- _Work to complete_: Find the number of lines below in which the word "present" occurs. Write only that number.

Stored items
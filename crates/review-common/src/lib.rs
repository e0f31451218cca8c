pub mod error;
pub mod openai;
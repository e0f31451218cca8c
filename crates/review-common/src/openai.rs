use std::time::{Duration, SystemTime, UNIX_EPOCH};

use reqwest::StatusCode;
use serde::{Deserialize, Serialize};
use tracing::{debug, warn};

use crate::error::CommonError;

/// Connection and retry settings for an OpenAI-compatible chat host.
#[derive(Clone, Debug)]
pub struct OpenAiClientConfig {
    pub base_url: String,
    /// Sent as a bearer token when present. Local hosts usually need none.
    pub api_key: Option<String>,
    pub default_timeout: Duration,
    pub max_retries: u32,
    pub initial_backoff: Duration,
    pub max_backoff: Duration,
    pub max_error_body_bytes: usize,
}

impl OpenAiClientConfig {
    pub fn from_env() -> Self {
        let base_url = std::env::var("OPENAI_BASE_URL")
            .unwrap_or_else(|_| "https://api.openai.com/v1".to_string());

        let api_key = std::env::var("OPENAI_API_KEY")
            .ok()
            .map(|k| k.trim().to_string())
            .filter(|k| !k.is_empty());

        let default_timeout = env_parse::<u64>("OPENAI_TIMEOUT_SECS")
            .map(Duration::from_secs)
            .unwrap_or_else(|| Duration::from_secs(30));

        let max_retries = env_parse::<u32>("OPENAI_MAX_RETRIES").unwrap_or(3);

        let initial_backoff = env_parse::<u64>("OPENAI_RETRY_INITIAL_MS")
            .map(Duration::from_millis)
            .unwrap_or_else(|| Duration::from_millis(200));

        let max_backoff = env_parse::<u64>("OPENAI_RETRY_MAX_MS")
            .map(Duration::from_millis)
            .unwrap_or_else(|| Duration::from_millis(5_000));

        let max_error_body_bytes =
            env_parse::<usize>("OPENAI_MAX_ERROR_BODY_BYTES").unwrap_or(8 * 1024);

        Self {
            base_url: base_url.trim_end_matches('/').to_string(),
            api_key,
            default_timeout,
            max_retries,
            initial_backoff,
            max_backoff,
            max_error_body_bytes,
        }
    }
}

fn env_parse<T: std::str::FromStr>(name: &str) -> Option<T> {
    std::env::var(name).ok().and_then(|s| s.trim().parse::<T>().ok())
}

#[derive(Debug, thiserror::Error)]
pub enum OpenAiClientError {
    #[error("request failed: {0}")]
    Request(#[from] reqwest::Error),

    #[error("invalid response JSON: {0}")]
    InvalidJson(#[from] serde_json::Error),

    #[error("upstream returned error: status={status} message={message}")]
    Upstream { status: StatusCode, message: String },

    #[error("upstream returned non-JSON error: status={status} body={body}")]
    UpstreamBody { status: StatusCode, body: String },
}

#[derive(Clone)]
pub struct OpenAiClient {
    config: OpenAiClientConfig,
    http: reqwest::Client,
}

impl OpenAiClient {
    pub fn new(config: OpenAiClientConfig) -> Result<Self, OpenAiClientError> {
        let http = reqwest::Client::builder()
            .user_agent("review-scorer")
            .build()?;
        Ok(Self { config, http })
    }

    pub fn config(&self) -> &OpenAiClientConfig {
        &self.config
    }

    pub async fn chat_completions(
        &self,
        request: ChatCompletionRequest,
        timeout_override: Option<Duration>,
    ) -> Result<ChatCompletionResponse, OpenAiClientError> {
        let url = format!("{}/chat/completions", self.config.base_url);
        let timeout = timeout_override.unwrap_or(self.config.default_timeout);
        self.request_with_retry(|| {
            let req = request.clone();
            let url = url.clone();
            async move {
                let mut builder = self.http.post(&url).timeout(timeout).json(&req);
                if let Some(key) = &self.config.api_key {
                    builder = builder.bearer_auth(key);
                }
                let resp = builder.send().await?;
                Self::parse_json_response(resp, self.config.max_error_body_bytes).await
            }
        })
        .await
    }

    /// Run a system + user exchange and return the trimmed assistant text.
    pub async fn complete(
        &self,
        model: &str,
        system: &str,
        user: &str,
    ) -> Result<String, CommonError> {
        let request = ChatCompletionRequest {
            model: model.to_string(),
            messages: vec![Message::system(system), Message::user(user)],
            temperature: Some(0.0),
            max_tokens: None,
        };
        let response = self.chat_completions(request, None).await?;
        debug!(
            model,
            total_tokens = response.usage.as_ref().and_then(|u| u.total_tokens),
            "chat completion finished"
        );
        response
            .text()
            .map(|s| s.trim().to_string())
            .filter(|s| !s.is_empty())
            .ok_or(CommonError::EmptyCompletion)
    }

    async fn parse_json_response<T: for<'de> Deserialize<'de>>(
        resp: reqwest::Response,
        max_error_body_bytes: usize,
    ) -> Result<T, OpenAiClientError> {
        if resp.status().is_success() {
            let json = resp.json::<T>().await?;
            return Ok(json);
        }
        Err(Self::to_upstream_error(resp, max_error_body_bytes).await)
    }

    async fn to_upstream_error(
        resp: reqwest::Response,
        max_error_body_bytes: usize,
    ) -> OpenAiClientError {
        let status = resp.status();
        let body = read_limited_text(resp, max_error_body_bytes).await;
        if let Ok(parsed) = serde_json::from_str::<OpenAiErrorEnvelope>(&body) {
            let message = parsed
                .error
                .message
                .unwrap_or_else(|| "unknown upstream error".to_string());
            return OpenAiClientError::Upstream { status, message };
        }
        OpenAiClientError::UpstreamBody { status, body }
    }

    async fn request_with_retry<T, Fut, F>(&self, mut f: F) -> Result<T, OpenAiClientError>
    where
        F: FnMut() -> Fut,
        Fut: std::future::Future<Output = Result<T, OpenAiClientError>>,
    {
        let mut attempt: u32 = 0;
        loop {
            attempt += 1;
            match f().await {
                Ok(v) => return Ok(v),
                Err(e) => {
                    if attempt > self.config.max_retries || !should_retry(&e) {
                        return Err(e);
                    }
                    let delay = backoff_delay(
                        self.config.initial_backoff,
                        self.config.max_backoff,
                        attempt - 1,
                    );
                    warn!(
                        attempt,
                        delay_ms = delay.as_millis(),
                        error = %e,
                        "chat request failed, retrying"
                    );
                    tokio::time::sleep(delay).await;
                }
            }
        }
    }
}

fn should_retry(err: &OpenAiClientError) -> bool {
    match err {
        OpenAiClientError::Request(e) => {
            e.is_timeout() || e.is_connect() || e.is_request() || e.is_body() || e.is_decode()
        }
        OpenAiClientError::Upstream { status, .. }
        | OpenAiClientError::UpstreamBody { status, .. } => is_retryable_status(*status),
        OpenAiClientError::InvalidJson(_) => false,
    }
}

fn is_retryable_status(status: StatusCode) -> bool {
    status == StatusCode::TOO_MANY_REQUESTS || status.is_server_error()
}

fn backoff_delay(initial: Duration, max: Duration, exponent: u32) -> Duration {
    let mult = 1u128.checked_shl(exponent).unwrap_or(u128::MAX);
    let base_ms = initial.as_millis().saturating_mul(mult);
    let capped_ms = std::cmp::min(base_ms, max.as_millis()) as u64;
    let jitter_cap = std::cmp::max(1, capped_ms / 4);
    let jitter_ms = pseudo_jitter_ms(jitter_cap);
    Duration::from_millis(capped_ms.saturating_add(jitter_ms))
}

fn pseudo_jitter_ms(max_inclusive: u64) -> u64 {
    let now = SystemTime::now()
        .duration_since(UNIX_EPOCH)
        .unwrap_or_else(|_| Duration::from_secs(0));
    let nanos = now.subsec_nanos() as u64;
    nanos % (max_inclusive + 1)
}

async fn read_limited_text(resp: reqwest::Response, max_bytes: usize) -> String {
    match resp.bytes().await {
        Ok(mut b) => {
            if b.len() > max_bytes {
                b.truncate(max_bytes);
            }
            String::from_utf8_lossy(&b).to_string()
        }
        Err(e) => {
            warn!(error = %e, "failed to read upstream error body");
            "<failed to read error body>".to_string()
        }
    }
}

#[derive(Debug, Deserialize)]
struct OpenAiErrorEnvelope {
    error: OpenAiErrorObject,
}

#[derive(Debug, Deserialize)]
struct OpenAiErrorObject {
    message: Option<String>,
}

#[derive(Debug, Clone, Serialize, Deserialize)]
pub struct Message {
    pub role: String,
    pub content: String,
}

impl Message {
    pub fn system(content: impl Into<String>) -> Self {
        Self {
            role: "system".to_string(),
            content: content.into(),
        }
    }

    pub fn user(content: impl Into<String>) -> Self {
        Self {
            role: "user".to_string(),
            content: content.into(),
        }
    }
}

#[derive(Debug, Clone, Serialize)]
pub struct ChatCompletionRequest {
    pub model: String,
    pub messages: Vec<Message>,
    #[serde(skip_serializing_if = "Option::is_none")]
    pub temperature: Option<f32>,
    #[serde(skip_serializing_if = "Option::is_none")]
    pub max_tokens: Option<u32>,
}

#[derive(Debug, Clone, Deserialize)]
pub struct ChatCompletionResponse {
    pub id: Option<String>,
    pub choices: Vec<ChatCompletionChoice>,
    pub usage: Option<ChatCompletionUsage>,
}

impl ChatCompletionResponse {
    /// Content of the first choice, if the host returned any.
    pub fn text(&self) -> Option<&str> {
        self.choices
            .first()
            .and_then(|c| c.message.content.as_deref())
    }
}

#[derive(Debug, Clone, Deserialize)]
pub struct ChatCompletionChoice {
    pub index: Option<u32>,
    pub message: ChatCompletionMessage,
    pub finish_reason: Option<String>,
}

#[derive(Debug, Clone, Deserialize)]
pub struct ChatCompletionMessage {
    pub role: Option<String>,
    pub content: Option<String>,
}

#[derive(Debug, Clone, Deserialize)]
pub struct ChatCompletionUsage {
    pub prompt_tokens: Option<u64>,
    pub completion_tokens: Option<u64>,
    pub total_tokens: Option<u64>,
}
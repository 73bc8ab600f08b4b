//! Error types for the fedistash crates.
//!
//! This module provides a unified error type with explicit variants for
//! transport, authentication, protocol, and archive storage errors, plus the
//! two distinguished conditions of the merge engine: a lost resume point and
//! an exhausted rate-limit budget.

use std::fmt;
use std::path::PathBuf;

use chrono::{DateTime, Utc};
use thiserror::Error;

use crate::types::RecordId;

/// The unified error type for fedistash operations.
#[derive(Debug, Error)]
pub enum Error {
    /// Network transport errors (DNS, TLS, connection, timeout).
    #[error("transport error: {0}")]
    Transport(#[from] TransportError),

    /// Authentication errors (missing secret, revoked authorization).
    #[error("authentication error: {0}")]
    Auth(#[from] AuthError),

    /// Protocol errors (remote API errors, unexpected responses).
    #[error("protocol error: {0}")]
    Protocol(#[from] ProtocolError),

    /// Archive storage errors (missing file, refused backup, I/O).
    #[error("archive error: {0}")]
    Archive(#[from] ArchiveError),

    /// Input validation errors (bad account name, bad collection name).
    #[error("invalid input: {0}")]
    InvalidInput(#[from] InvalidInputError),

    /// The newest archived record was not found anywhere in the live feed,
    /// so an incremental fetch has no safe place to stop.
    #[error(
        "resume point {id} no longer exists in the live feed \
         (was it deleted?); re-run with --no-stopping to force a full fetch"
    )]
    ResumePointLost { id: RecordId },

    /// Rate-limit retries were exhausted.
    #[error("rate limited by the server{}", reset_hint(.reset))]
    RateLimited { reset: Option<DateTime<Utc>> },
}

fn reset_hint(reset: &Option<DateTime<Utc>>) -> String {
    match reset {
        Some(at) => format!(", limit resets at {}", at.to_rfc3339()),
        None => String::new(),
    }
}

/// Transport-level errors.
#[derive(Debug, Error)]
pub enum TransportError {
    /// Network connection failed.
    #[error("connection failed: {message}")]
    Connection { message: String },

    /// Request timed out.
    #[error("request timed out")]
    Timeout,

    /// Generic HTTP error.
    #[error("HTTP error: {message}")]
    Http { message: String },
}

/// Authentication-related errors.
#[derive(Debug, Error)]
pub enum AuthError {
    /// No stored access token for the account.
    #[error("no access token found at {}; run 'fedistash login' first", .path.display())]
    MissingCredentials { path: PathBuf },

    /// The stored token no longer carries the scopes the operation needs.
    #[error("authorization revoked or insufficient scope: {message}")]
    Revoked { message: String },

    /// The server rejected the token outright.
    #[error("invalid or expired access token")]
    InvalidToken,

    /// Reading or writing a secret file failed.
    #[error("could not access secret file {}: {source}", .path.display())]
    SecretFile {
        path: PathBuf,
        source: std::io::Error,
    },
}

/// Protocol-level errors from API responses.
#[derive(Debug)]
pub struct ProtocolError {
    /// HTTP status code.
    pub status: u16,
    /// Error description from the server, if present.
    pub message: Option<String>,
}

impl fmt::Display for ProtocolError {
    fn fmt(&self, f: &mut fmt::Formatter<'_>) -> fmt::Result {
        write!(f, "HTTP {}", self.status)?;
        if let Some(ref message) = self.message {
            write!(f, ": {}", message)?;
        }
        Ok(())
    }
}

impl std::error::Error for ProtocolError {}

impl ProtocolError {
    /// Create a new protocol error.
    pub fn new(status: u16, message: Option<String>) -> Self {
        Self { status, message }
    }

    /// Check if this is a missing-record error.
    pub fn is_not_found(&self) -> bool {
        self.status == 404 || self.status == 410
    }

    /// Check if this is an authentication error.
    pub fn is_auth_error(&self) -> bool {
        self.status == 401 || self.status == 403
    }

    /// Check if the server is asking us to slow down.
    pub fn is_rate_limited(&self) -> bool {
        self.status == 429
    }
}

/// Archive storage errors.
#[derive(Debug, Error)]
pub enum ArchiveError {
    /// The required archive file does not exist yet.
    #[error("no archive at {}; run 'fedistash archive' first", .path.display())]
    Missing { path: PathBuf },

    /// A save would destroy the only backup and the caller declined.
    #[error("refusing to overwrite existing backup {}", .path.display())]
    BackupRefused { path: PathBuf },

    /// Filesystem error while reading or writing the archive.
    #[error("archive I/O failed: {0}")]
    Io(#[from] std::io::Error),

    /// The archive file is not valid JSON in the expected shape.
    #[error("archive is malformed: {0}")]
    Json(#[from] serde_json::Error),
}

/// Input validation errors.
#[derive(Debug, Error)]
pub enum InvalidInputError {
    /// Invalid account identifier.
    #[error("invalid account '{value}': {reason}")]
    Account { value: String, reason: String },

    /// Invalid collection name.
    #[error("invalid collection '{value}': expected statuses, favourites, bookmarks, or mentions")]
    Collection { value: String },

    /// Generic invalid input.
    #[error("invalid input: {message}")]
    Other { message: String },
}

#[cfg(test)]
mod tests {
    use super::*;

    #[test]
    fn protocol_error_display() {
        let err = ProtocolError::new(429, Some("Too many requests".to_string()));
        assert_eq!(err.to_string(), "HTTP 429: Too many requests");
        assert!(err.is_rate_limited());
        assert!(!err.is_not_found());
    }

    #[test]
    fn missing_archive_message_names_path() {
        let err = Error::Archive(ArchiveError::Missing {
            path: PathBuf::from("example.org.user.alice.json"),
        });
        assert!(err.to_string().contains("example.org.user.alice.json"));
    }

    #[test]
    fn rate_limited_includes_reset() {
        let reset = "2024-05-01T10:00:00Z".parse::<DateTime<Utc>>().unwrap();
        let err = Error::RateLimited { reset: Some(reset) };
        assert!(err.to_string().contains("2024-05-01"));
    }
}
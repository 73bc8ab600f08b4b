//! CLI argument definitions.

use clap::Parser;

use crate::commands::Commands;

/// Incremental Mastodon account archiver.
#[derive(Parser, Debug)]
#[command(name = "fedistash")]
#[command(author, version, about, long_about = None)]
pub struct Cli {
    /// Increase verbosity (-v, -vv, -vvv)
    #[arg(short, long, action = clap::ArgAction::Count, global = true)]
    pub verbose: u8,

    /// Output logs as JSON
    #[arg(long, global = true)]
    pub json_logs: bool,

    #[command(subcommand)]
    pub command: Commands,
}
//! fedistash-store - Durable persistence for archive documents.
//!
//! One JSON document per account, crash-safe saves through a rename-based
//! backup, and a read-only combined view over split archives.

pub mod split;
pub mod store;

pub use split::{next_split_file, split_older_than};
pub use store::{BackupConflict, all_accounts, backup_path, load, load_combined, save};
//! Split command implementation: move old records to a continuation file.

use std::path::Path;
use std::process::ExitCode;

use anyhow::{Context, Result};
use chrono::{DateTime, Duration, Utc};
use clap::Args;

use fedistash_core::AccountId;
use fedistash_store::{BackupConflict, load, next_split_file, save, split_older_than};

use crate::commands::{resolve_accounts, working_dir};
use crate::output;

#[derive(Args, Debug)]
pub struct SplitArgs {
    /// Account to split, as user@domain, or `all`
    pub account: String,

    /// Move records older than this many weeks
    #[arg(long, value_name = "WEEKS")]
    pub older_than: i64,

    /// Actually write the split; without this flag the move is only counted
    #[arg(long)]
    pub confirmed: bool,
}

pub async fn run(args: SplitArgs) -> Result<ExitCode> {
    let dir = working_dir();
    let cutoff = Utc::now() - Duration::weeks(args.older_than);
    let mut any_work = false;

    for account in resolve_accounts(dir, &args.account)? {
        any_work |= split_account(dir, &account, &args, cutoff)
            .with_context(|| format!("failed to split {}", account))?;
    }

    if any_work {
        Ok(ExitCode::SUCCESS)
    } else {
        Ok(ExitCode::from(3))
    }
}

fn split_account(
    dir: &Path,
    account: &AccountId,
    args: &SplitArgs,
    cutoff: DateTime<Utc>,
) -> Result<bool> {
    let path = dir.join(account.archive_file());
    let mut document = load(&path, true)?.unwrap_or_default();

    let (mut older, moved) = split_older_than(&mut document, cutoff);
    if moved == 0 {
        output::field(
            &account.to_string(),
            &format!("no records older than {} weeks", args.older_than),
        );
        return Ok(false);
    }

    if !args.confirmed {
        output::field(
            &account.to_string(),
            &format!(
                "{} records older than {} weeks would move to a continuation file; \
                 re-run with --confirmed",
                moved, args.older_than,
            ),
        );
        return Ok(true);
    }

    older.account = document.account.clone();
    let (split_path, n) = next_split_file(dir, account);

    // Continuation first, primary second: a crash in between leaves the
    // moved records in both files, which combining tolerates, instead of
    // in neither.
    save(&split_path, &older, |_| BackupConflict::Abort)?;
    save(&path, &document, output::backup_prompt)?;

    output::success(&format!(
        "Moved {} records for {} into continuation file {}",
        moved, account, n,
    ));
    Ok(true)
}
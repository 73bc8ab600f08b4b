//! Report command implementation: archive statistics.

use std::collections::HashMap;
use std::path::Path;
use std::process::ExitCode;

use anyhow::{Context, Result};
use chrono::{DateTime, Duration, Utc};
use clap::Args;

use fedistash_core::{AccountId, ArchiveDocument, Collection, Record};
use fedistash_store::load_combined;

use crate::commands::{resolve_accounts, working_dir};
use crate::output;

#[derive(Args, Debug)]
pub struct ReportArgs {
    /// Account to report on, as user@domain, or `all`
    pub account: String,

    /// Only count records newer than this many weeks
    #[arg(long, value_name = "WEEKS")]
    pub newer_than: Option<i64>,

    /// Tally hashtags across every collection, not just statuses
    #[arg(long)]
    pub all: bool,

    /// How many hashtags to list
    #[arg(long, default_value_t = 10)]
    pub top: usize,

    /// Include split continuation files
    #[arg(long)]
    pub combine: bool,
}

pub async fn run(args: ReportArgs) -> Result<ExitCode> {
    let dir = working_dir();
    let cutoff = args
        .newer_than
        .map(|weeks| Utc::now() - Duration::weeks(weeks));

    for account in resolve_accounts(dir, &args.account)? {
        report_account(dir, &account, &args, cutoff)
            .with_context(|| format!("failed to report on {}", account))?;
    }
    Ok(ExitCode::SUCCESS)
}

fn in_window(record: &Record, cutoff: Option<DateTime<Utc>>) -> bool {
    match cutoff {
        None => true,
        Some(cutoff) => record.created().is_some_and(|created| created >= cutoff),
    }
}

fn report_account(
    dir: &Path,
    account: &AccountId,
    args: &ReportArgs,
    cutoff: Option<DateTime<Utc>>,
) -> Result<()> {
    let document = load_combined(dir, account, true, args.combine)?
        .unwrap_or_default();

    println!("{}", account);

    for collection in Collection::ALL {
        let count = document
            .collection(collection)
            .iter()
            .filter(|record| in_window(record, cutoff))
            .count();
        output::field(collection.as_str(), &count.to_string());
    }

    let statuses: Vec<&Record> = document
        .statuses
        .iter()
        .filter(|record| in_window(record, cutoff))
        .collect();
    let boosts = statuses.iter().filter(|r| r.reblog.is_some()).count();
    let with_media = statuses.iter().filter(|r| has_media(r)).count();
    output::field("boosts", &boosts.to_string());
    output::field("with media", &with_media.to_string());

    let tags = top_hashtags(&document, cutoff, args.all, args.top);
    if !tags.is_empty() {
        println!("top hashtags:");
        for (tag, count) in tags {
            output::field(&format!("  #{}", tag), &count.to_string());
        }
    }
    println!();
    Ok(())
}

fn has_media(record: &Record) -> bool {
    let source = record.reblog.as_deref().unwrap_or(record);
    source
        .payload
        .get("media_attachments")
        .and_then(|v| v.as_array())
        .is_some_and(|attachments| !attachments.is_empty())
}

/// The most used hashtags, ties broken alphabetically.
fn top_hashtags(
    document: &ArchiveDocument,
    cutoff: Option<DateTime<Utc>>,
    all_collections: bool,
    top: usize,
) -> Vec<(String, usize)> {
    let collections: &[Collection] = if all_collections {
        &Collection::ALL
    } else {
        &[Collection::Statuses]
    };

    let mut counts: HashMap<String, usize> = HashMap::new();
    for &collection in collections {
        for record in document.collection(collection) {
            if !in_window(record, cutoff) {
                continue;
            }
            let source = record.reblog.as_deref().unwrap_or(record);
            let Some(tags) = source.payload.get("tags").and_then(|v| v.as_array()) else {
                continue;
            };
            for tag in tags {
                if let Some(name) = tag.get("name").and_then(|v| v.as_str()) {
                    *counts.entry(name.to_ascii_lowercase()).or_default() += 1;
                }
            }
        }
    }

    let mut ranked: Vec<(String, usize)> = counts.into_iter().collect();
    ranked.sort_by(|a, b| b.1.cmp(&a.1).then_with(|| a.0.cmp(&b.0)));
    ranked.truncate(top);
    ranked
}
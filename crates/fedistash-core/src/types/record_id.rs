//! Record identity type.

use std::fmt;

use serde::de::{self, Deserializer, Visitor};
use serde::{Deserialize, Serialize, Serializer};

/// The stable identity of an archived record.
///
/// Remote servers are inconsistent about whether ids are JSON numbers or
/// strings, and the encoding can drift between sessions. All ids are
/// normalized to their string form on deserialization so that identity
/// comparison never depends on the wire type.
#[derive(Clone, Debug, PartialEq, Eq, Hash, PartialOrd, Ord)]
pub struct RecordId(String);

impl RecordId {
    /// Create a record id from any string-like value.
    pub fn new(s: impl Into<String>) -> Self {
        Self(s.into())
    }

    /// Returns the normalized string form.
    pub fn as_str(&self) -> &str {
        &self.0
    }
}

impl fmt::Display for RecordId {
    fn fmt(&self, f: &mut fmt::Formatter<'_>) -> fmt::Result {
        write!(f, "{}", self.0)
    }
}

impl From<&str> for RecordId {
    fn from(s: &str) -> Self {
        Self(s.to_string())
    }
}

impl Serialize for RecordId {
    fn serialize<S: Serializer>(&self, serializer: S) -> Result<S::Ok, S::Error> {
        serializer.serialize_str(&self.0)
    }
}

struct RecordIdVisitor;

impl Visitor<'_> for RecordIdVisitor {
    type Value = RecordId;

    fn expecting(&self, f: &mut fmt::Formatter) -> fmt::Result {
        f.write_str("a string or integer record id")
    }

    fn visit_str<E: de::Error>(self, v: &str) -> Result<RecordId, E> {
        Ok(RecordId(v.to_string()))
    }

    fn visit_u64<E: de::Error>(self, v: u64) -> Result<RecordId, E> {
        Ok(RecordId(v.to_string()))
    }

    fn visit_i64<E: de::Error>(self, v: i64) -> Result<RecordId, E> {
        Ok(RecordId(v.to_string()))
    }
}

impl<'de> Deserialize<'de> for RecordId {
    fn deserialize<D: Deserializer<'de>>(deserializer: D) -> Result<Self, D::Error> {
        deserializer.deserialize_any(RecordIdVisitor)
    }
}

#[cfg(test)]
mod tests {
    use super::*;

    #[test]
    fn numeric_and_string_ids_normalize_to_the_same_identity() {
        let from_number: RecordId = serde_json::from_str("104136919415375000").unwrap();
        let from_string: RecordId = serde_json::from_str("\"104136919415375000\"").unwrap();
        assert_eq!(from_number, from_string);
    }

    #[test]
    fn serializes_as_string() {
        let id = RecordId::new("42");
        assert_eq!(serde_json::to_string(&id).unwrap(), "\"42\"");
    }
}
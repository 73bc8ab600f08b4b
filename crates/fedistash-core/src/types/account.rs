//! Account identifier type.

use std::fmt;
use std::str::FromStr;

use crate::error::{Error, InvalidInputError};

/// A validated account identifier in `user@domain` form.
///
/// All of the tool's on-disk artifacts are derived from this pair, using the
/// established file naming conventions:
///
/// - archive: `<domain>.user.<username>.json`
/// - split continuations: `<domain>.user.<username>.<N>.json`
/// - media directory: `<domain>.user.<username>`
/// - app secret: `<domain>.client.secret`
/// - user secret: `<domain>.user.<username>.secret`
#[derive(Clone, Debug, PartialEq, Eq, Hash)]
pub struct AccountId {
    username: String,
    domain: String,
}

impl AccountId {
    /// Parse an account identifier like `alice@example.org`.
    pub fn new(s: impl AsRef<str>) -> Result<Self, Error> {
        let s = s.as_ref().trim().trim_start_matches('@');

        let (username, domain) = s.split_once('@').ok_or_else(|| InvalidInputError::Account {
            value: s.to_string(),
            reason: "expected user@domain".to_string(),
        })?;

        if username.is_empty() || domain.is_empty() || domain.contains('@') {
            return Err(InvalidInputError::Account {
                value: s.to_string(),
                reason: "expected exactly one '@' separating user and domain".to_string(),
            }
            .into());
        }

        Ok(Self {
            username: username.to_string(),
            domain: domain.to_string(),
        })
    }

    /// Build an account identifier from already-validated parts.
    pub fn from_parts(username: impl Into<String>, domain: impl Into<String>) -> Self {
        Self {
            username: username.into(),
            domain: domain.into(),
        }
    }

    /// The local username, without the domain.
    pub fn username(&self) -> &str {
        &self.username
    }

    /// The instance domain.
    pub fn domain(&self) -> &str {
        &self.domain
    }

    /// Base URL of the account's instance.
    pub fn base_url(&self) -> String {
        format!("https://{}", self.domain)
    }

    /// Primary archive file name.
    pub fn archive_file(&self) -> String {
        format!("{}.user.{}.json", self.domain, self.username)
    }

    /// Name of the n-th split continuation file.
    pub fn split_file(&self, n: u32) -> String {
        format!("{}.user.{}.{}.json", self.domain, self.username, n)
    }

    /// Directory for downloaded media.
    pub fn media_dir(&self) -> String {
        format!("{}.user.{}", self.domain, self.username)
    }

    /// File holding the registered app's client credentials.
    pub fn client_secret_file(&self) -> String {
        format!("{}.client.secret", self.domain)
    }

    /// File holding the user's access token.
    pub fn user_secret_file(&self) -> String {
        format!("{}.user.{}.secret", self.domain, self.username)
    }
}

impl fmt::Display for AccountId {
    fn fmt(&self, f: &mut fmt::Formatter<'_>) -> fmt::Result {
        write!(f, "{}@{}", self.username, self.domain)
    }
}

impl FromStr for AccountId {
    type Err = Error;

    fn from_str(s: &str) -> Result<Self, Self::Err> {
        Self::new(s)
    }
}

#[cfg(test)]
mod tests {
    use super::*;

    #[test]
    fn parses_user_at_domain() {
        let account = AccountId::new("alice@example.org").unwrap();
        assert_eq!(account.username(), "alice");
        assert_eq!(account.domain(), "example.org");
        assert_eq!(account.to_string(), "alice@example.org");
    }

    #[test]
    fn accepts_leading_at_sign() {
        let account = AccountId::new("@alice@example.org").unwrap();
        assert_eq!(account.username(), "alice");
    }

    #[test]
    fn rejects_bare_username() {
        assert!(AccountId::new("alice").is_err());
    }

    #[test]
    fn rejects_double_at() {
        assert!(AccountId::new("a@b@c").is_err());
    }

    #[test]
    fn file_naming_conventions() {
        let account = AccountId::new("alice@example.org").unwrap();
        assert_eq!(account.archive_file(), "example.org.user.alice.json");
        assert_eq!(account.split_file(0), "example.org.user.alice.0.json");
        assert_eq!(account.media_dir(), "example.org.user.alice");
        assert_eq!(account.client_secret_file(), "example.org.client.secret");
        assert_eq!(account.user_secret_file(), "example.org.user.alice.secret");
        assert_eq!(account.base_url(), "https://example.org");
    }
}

- _Exercise answer_: 2